→ **WHAT THE TASK REQUIRES**
The result should be every line of the listing that contains "derive".

→ **SUPPLIED MATERIAL**

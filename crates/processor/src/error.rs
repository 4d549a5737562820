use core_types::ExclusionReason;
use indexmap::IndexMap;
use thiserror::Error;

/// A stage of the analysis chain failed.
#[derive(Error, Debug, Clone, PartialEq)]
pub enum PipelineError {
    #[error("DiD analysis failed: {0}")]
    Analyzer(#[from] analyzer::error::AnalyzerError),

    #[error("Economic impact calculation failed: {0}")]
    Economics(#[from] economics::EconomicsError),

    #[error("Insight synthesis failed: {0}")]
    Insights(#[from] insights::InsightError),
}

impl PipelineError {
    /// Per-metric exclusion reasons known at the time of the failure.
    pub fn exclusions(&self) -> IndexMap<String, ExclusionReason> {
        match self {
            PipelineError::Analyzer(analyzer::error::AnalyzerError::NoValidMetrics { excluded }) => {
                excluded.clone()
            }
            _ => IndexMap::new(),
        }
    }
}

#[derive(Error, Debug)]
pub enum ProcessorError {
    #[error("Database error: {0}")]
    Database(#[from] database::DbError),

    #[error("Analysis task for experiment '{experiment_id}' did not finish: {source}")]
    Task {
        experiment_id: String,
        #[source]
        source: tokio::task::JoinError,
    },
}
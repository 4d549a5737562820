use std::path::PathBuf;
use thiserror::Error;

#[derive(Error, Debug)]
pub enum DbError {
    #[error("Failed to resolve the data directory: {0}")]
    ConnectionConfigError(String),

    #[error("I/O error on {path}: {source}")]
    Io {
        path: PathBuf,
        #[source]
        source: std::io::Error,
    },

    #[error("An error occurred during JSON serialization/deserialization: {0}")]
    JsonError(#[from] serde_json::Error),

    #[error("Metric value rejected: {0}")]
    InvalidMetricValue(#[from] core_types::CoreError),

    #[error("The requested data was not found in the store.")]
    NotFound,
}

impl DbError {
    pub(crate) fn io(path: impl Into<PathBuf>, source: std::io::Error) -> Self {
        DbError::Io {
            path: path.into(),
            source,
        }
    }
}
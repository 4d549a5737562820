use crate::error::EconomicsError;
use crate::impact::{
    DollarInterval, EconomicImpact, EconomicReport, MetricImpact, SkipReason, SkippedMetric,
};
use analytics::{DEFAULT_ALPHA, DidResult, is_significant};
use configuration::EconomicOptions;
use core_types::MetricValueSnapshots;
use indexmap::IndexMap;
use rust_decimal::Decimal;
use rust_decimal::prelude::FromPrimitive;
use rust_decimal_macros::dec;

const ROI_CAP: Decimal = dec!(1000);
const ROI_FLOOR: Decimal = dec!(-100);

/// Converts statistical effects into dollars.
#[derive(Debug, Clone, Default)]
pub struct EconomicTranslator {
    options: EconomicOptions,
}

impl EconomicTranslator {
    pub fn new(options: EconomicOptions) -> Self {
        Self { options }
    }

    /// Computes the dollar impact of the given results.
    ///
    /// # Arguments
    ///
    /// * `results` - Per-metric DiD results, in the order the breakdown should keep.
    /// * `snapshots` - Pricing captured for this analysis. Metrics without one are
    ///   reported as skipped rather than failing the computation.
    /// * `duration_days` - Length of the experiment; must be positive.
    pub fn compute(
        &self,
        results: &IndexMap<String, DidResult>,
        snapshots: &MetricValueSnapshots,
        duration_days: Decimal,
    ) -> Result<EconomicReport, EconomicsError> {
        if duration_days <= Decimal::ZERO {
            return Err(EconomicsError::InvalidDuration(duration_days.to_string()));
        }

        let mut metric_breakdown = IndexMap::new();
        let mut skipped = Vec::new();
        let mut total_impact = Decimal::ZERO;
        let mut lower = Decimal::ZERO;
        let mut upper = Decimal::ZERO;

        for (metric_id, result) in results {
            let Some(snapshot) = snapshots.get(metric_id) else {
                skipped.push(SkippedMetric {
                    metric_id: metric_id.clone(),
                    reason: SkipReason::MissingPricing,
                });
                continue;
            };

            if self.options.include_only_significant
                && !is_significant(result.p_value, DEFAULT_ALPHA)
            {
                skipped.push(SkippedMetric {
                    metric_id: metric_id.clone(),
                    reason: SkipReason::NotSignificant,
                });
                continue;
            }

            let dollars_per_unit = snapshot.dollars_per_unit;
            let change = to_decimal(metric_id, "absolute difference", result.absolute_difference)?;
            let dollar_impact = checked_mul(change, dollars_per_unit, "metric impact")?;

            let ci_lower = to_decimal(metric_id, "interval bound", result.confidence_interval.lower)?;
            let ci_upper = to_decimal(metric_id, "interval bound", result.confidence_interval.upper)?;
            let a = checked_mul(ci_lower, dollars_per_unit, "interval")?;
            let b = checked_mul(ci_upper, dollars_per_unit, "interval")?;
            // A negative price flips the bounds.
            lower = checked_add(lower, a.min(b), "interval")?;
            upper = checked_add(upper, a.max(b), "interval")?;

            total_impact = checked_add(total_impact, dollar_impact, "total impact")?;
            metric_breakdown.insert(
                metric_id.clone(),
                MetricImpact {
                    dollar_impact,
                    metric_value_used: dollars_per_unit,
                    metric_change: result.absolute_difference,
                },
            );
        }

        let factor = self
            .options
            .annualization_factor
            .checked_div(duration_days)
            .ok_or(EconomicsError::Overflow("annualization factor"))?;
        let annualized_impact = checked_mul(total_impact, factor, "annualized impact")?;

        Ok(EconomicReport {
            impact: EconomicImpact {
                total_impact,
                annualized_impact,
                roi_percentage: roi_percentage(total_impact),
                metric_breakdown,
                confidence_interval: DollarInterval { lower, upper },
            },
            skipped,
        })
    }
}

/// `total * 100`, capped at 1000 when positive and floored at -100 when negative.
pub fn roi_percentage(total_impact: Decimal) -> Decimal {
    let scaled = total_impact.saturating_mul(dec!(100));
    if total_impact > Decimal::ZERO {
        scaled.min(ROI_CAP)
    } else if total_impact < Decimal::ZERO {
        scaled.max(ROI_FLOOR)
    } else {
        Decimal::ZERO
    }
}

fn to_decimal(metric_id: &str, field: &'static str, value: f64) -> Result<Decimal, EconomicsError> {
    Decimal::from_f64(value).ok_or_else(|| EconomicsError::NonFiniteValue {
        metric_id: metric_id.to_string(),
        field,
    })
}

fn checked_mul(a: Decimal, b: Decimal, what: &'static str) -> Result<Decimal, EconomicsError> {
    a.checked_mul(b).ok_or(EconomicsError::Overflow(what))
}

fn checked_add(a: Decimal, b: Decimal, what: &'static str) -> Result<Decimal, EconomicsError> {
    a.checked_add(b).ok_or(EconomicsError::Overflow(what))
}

...

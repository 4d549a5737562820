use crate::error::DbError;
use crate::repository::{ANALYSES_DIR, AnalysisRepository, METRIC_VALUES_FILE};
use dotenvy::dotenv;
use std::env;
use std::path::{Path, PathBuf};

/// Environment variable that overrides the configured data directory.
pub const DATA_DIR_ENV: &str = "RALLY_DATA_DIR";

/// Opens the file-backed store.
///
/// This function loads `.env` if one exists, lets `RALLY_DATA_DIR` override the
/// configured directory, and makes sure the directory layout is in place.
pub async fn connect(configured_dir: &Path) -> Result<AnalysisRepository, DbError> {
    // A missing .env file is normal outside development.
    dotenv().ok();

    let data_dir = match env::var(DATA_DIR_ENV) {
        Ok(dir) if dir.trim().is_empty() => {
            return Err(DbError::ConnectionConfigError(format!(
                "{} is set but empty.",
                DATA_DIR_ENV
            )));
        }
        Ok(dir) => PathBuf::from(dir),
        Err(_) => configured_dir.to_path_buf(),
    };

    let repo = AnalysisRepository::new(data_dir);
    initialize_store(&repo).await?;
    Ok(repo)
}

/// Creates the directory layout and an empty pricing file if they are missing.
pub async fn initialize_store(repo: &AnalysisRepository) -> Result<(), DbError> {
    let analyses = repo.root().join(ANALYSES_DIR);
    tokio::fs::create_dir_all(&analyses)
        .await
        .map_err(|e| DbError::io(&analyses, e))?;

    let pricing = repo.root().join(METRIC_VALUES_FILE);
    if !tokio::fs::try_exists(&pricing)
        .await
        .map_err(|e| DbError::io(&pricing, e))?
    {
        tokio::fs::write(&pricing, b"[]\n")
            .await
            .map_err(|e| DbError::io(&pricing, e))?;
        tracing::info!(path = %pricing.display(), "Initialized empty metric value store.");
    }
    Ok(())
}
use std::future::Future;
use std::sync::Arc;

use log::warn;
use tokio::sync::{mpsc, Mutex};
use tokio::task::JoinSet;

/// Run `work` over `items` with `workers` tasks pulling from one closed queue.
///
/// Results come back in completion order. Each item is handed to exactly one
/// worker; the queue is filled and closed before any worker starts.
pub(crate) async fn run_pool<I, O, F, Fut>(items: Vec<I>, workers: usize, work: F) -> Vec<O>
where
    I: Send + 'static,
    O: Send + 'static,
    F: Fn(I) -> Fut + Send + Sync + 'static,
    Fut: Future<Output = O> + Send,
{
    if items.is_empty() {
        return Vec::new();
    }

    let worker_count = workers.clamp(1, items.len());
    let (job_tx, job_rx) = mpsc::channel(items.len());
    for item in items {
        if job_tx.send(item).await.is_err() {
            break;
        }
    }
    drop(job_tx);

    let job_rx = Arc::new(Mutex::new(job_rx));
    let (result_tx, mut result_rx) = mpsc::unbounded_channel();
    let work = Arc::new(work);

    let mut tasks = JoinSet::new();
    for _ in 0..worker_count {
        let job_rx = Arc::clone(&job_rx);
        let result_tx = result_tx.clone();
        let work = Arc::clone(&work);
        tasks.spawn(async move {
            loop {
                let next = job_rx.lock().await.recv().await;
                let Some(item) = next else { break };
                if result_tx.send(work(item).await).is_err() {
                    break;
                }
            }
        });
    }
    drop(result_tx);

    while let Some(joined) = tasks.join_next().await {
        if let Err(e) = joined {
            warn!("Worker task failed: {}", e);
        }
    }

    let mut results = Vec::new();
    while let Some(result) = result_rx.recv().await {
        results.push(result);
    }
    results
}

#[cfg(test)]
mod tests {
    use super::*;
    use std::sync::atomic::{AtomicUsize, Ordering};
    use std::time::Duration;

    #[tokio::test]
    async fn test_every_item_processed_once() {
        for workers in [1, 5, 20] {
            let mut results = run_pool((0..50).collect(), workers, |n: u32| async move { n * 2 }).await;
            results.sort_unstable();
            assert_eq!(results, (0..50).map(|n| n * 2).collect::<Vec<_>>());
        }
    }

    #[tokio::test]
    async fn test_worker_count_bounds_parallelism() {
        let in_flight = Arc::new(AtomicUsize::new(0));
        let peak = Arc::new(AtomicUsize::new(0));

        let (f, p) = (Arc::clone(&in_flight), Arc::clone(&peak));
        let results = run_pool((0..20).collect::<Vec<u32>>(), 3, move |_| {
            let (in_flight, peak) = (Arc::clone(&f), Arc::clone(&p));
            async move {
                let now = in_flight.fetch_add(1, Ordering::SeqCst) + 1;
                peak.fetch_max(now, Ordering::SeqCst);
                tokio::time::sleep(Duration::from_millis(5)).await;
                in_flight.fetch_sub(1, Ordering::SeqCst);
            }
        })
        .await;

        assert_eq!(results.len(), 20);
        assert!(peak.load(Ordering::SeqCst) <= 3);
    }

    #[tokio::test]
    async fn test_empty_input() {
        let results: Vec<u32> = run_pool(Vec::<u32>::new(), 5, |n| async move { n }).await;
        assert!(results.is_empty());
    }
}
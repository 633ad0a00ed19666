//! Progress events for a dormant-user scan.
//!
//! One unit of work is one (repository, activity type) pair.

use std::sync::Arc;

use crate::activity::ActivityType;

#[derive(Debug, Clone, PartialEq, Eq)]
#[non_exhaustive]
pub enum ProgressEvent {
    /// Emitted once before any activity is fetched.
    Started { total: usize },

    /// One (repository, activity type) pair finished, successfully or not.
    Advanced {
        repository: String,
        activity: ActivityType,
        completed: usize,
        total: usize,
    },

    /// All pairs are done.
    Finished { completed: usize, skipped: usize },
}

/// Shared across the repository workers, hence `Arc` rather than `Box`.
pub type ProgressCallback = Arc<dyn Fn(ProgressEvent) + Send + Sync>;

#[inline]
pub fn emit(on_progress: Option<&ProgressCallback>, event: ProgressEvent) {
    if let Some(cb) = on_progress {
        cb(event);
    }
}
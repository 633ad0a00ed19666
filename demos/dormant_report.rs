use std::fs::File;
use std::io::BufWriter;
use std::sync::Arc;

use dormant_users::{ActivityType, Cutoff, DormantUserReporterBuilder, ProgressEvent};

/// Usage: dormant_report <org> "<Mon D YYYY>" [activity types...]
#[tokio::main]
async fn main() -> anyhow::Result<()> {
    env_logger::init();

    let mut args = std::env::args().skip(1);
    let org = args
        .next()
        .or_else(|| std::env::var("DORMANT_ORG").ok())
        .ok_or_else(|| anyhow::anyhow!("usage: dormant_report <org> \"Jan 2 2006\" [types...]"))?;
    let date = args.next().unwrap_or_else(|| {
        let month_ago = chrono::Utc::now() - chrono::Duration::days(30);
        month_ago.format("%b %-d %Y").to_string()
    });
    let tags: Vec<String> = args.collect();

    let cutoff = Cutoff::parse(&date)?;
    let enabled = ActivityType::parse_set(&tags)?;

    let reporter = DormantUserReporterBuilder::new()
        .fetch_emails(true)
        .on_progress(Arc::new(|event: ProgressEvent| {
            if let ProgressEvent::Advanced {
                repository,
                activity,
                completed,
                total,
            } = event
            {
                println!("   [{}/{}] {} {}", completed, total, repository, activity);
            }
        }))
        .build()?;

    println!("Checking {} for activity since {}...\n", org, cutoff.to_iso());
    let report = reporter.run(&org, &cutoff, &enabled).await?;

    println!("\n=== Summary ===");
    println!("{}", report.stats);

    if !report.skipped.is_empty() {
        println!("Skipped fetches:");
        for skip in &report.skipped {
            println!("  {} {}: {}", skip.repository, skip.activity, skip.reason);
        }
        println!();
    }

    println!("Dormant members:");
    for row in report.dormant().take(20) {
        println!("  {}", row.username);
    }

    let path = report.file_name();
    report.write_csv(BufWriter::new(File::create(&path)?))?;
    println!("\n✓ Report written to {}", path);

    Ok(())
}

---

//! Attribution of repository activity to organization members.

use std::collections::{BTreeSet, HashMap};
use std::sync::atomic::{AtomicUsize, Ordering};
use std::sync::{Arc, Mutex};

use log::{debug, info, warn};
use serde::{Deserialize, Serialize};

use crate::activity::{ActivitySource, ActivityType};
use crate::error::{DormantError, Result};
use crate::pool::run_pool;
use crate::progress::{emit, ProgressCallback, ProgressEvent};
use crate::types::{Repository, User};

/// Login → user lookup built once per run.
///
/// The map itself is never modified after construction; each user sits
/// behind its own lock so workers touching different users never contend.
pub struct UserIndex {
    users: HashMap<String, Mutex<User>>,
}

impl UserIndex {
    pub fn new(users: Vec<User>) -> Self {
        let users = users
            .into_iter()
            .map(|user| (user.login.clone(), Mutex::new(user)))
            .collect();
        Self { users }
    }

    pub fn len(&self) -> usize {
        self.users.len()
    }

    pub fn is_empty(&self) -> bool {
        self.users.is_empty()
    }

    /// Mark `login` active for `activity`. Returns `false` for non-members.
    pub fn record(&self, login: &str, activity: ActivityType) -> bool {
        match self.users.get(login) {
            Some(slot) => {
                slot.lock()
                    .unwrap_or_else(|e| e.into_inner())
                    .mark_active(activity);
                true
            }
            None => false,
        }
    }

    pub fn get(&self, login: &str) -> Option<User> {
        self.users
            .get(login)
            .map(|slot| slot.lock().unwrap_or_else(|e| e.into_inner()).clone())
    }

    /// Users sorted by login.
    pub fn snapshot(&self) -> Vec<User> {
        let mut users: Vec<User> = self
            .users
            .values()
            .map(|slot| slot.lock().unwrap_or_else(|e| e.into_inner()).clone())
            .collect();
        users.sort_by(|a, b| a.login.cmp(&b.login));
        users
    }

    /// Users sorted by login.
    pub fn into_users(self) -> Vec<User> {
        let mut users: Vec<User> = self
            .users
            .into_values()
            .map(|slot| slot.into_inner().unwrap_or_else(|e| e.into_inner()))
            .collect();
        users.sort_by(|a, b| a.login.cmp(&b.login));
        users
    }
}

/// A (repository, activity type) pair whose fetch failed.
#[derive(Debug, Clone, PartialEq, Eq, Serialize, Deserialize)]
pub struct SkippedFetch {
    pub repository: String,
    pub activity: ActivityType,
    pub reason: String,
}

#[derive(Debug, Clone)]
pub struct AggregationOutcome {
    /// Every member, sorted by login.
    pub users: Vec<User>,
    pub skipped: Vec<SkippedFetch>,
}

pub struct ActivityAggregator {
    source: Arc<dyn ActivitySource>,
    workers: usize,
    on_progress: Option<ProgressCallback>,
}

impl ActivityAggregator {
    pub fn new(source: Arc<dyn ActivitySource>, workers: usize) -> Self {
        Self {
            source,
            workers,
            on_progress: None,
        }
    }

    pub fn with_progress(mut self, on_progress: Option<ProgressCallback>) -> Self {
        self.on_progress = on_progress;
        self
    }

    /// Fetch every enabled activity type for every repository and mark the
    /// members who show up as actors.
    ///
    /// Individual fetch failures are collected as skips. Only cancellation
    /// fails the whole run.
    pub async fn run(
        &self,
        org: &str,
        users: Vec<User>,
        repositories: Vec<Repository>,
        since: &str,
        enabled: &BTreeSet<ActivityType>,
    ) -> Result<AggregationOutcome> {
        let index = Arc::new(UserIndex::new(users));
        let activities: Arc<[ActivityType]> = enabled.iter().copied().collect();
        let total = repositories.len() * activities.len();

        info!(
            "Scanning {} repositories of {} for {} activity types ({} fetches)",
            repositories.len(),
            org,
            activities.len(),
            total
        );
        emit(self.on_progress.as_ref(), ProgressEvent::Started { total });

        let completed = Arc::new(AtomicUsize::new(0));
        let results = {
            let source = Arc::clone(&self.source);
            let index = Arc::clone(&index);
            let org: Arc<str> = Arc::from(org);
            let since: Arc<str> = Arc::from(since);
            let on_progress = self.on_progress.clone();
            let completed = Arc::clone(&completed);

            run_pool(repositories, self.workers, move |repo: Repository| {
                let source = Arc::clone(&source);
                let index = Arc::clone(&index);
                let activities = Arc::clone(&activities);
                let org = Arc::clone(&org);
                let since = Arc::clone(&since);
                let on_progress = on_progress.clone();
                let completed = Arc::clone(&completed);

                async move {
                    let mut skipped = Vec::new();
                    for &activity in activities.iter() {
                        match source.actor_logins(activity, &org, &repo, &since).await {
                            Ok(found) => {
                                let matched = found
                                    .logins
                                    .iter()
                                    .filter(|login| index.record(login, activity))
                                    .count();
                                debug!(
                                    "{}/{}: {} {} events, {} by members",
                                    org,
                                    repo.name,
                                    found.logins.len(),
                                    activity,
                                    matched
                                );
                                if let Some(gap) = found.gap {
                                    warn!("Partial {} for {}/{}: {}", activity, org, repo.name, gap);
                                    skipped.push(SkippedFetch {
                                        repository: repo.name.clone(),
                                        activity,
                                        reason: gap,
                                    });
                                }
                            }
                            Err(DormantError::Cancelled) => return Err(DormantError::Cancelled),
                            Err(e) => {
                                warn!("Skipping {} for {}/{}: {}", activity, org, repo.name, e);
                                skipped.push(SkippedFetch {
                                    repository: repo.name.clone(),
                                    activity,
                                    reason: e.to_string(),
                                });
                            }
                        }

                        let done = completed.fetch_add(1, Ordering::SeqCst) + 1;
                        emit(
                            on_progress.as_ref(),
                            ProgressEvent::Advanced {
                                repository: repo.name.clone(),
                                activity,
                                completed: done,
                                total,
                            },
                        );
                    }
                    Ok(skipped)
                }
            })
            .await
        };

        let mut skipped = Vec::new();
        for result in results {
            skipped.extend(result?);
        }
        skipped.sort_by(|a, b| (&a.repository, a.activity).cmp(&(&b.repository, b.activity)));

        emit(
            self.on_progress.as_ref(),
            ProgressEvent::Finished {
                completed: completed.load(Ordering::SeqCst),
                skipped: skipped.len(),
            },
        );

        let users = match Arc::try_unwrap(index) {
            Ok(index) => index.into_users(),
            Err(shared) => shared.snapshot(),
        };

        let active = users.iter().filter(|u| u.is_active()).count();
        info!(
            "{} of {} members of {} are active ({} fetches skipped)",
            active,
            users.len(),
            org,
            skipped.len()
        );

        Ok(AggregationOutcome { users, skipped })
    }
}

→ **SOLUTION TO THE PROBLEM**
#[derive(Error, Debug, Clone, PartialEq)]
#[derive(Error, Debug)]
#[derive(Error, Debug)]
#[derive(Debug, Clone, Default)]
#[derive(Debug, Clone, PartialEq, Eq)]
#[derive(Debug, Clone, PartialEq, Eq, Serialize, Deserialize)]
#[derive(Debug, Clone)]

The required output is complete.